The facts are overwhelming: Hydrogen is fundamentally necessary to the construction of an all-renewable grid. There are absolutely no other energy storage options that could come even remotely close to working.
The results are clear: We will need hydrogen, and a lot of it, before such a grid can be made to work. This is due to a phenomenon known as Dunkelflaute, or basically a long period of time with very little wind or sun. These periods can last for over a week, and multiple Dunkelflaute periods can occur consecutively. This can end up creating months of very low renewable energy availability.
Such long shortages of electricity will break virtually all non-hydrogen types of energy storage. Alternatives to hydrogen can only alleviate only part of the problem or for only short periods of time.
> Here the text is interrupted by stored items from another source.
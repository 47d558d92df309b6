// src/event_loop.rs

//! Cooperative multiplexing of session events with auxiliary input.
//!
//! [`EventLoop`] runs on a single task. Each cycle it:
//!
//! 1. stops if the stop signal was raised, the deadline passed, or the caller's predicate
//!    says so;
//! 2. drains the session events pending at that moment into the event handler;
//! 3. if there were no events, waits for auxiliary input for at most the poll interval;
//! 4. gives every ready auxiliary source one item.
//!
//! Events that arrive while step 2 runs, including ones a handler causes itself, wait
//! for the next cycle, so sources are serviced even under a steady stream of events.
//!
//! The bounded wait in step 3 is the only suspension point. It ends early when a
//! [`SourceSender`] delivers input, the backend raises its
//! [`readiness`](crate::session::Session::readiness) signal, or a [`StopHandle`] fires.
//! It never waits longer than the poll interval.
//!
//! Handler failures go to the error sink and the loop carries on.
//!
//! The loop borrows the session mutably for the whole run, so handlers cannot suspend,
//! resume or cancel requests. Forward such commands to the caller (for example through a
//! [`StopHandle`] and [`run_until`](EventLoop::run_until)) and apply them through
//! [`EventLoop::session`] between runs.

use crate::backend::{Backend, NotifyBackend};
use crate::error::{ConnectionError, MonitorError};
use crate::event::Event;
use crate::session::Session;
use serde::Serialize;
use std::sync::Arc;
use std::time::{Duration, Instant};
use thiserror::Error;
use tokio::sync::mpsc::{self, error::SendError, UnboundedReceiver, UnboundedSender};
use tokio::sync::{watch, Notify};
use tracing::{debug, error, info};

/// Default bound of the auxiliary-input wait.
pub const DEFAULT_POLL_INTERVAL: Duration = Duration::from_millis(100);

/// A non-blocking source of input polled by the loop.
pub trait InputSource {
    type Item;

    /// Returns `true` if [`read_one`](Self::read_one) would return an item. Must not block.
    fn ready(&mut self) -> bool;

    /// Takes one item, if any. Must not block.
    fn read_one(&mut self) -> Option<Self::Item>;
}

/// Receiving half of a loop-aware channel. See [`EventLoop::source_channel`].
#[derive(Debug)]
pub struct ChannelSource<T> {
    rx: UnboundedReceiver<T>,
    peeked: Option<T>,
}

impl<T> InputSource for ChannelSource<T> {
    type Item = T;

    fn ready(&mut self) -> bool {
        if self.peeked.is_none() {
            self.peeked = self.rx.try_recv().ok();
        }
        self.peeked.is_some()
    }

    fn read_one(&mut self) -> Option<T> {
        self.peeked.take().or_else(|| self.rx.try_recv().ok())
    }
}

/// Sending half of a loop-aware channel. Every send wakes the loop's bounded wait.
#[derive(Debug)]
pub struct SourceSender<T> {
    tx: UnboundedSender<T>,
    wake: Arc<Notify>,
}

impl<T> Clone for SourceSender<T> {
    fn clone(&self) -> Self {
        Self {
            tx: self.tx.clone(),
            wake: Arc::clone(&self.wake),
        }
    }
}

impl<T> SourceSender<T> {
    /// Queues `item` and wakes the loop.
    ///
    /// # Errors
    ///
    /// Returns the item back if the loop (and with it the receiving source) is gone.
    pub fn send(&self, item: T) -> Result<(), SendError<T>> {
        self.tx.send(item)?;
        self.wake.notify_one();
        Ok(())
    }

    #[must_use]
    pub fn is_closed(&self) -> bool {
        self.tx.is_closed()
    }
}

/// Requests that a running loop stop at the start of its next cycle.
#[derive(Debug, Clone)]
pub struct StopHandle {
    tx: Arc<watch::Sender<bool>>,
}

impl StopHandle {
    pub fn stop(&self) {
        self.tx.send_replace(true);
    }

    #[must_use]
    pub fn is_stopped(&self) -> bool {
        *self.tx.borrow()
    }
}

/// A failure observed by the loop and routed to its error sink.
#[derive(Debug, Error)]
pub enum LoopError {
    #[error("event handler failed for {event}: {error:#}")]
    EventHandler { event: Event, error: anyhow::Error },

    #[error("handler for input source '{name}' failed: {error:#}")]
    SourceHandler { name: String, error: anyhow::Error },

    #[error("polling session failed: {0}")]
    Session(#[from] MonitorError),
}

/// Counters describing one [`EventLoop::run`].
#[derive(Debug, Clone, Copy, Default, PartialEq, Eq, Serialize)]
pub struct LoopStats {
    pub cycles: u64,
    pub events: u64,
    pub inputs: u64,
    pub errors: u64,
}

/// A registered source with its handler, with the item type erased.
trait PolledSource {
    fn name(&self) -> &str;
    fn ready(&mut self) -> bool;
    fn service(&mut self) -> Option<anyhow::Result<()>>;
}

struct Registered<S, F> {
    name: String,
    source: S,
    handler: F,
}

impl<S, F> PolledSource for Registered<S, F>
where
    S: InputSource,
    F: FnMut(S::Item) -> anyhow::Result<()>,
{
    fn name(&self) -> &str {
        &self.name
    }

    fn ready(&mut self) -> bool {
        self.source.ready()
    }

    fn service(&mut self) -> Option<anyhow::Result<()>> {
        self.source.read_one().map(&mut self.handler)
    }
}

type EventHandler<'a> = Box<dyn FnMut(Event) -> anyhow::Result<()> + 'a>;
type ErrorSink<'a> = Box<dyn FnMut(LoopError) + 'a>;

/// Drives a [`Session`] and any number of auxiliary input sources on one task.
pub struct EventLoop<'a, B: Backend = NotifyBackend> {
    session: &'a mut Session<B>,
    session_lost: bool,
    sources: Vec<Box<dyn PolledSource + 'a>>,
    on_event: EventHandler<'a>,
    on_error: ErrorSink<'a>,
    poll_interval: Duration,
    deadline: Option<Instant>,
    stop_tx: Arc<watch::Sender<bool>>,
    stop_rx: watch::Receiver<bool>,
    wake: Arc<Notify>,
}

impl<'a, B: Backend> EventLoop<'a, B> {
    pub fn new(session: &'a mut Session<B>) -> Self {
        let (stop_tx, stop_rx) = watch::channel(false);
        // Sources and the backend share one wake signal.
        let wake = session
            .readiness()
            .unwrap_or_else(|| Arc::new(Notify::new()));
        Self {
            session,
            session_lost: false,
            sources: Vec::new(),
            on_event: Box::new(|event: Event| {
                debug!("Unhandled event: {}", event);
                Ok(())
            }),
            on_error: Box::new(|e: LoopError| error!("Event loop error: {}", e)),
            poll_interval: DEFAULT_POLL_INTERVAL,
            deadline: None,
            stop_tx: Arc::new(stop_tx),
            stop_rx,
            wake,
        }
    }

    #[must_use]
    pub fn with_poll_interval(mut self, poll_interval: Duration) -> Self {
        self.poll_interval = poll_interval;
        self
    }

    /// Stops the loop once `deadline` has passed.
    #[must_use]
    pub fn with_deadline(mut self, deadline: Instant) -> Self {
        self.deadline = Some(deadline);
        self
    }

    /// Sets the handler every session event is dispatched to.
    pub fn on_event<F>(&mut self, handler: F) -> &mut Self
    where
        F: FnMut(Event) -> anyhow::Result<()> + 'a,
    {
        self.on_event = Box::new(handler);
        self
    }

    /// Replaces the default error sink, which logs through `tracing`.
    pub fn on_error<F>(&mut self, sink: F) -> &mut Self
    where
        F: FnMut(LoopError) + 'a,
    {
        self.on_error = Box::new(sink);
        self
    }

    /// Registers an auxiliary source. Sources are polled in registration order.
    pub fn add_source<S, F>(&mut self, name: &str, source: S, handler: F) -> &mut Self
    where
        S: InputSource + 'a,
        F: FnMut(S::Item) -> anyhow::Result<()> + 'a,
    {
        self.sources.push(Box::new(Registered {
            name: name.to_string(),
            source,
            handler,
        }));
        self
    }

    /// Creates a channel whose sends wake this loop. Register the returned source with
    /// [`add_source`](Self::add_source).
    pub fn source_channel<T>(&self) -> (SourceSender<T>, ChannelSource<T>) {
        let (tx, rx) = mpsc::unbounded_channel();
        (
            SourceSender {
                tx,
                wake: Arc::clone(&self.wake),
            },
            ChannelSource { rx, peeked: None },
        )
    }

    #[must_use]
    pub fn stop_handle(&self) -> StopHandle {
        StopHandle {
            tx: Arc::clone(&self.stop_tx),
        }
    }

    /// Returns the session being polled.
    pub fn session(&mut self) -> &mut Session<B> {
        &mut *self.session
    }

    /// Runs until stopped or the deadline passes.
    pub async fn run(&mut self) -> LoopStats {
        self.run_until(|| false).await
    }

    /// Runs until `done` returns `true`, the loop is stopped, or the deadline passes.
    ///
    /// `done` is checked at the start of every cycle.
    pub async fn run_until<P>(&mut self, mut done: P) -> LoopStats
    where
        P: FnMut() -> bool,
    {
        let mut stats = LoopStats::default();
        info!(
            "Event loop started for session '{}' with {} auxiliary source(s)",
            self.session.identity(),
            self.sources.len()
        );
        while !self.should_stop() && !done() {
            stats.cycles += 1;
            if self.drain_events(&mut stats) == 0 {
                self.wait_for_input().await;
            }
            self.service_sources(&mut stats);
        }
        info!("Event loop finished: {:?}", stats);
        stats
    }

    fn should_stop(&self) -> bool {
        *self.stop_rx.borrow() || self.deadline.is_some_and(|deadline| Instant::now() >= deadline)
    }

    /// Dispatches the events pending when the drain starts. Returns how many were
    /// dispatched.
    fn drain_events(&mut self, stats: &mut LoopStats) -> u64 {
        if self.session_lost {
            return 0;
        }
        let pending = match self.session.decode_pending() {
            Ok(pending) => pending,
            Err(e) => {
                self.report_session(e, stats);
                return 0;
            }
        };
        let mut dispatched = 0;
        for _ in 0..pending {
            let event = match self.session.next_event() {
                Ok(event) => event,
                Err(e) => {
                    self.report_session(e, stats);
                    break;
                }
            };
            dispatched += 1;
            stats.events += 1;
            debug!("Dispatching {}", event);
            if let Err(error) = (self.on_event)(event.clone()) {
                stats.errors += 1;
                (self.on_error)(LoopError::EventHandler { event, error });
            }
        }
        dispatched
    }

    fn report_session(&mut self, e: MonitorError, stats: &mut LoopStats) {
        if matches!(
            e,
            MonitorError::Connection(ConnectionError::Closed | ConnectionError::Lost(_))
        ) {
            // Keep servicing auxiliary sources; stop polling a session that cannot recover.
            self.session_lost = true;
        }
        stats.errors += 1;
        (self.on_error)(LoopError::Session(e));
    }

    /// Waits up to one poll interval (or until the deadline) for auxiliary input.
    async fn wait_for_input(&mut self) {
        if self.sources.iter_mut().any(|source| source.ready()) {
            // Input is already waiting; still give other tasks a turn.
            tokio::task::yield_now().await;
            return;
        }
        let mut budget = self.poll_interval;
        if let Some(deadline) = self.deadline {
            budget = budget.min(deadline.saturating_duration_since(Instant::now()));
        }
        let wake = Arc::clone(&self.wake);
        let stop_rx = &mut self.stop_rx;
        let _ = tokio::time::timeout(budget, async {
            tokio::select! {
                _ = wake.notified() => {},
                _ = stop_rx.changed() => {},
            }
        })
        .await;
    }

    /// Gives each ready source one item, in registration order.
    fn service_sources(&mut self, stats: &mut LoopStats) {
        for source in &mut self.sources {
            if !source.ready() {
                continue;
            }
            match source.service() {
                Some(Ok(())) => stats.inputs += 1,
                Some(Err(error)) => {
                    stats.inputs += 1;
                    stats.errors += 1;
                    (self.on_error)(LoopError::SourceHandler {
                        name: source.name().to_string(),
                        error,
                    });
                }
                None => {}
            }
        }
    }
}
That's because Germany needs about 56 TWh of energy storage, which is fall beyond what either pumped hydro or batteries can provide. Of that 56 TWh of storage, hydrogen will represent about 98% of total energy storage capacity. That's such a large number you actually have to question whether any of the alternatives need to exist.
And what's more interesting, this study is only looking at the grid itself, not the problems of heating, air conditioning, transportation, industry, etc. Nor even ordinary growth in energy usage that is likely to happen. In short, this is just a limited analysis of what it would take to just bring the existing grid to zero emissions with renewables. Which means the need for hydrogen is likely underestimated, and we will need far more than what this study proposes to reach a truly zero emissions society.
So we should expect vast growth in hydrogen production and usage. Not just in the expected areas such as steel or ammonia production, but in nearly every other sector too. Even the act of charging an electric car will imply significant hydrogen usage. In fact, it's becoming increasingly more difficult to even conceive of sectors that can avoid hydrogen. Even the ones that were initially thought to not need hydrogen are in reality incredibly dependent on hydrogen being available. In short, hydrogen is just being ever more important and unavoidable now.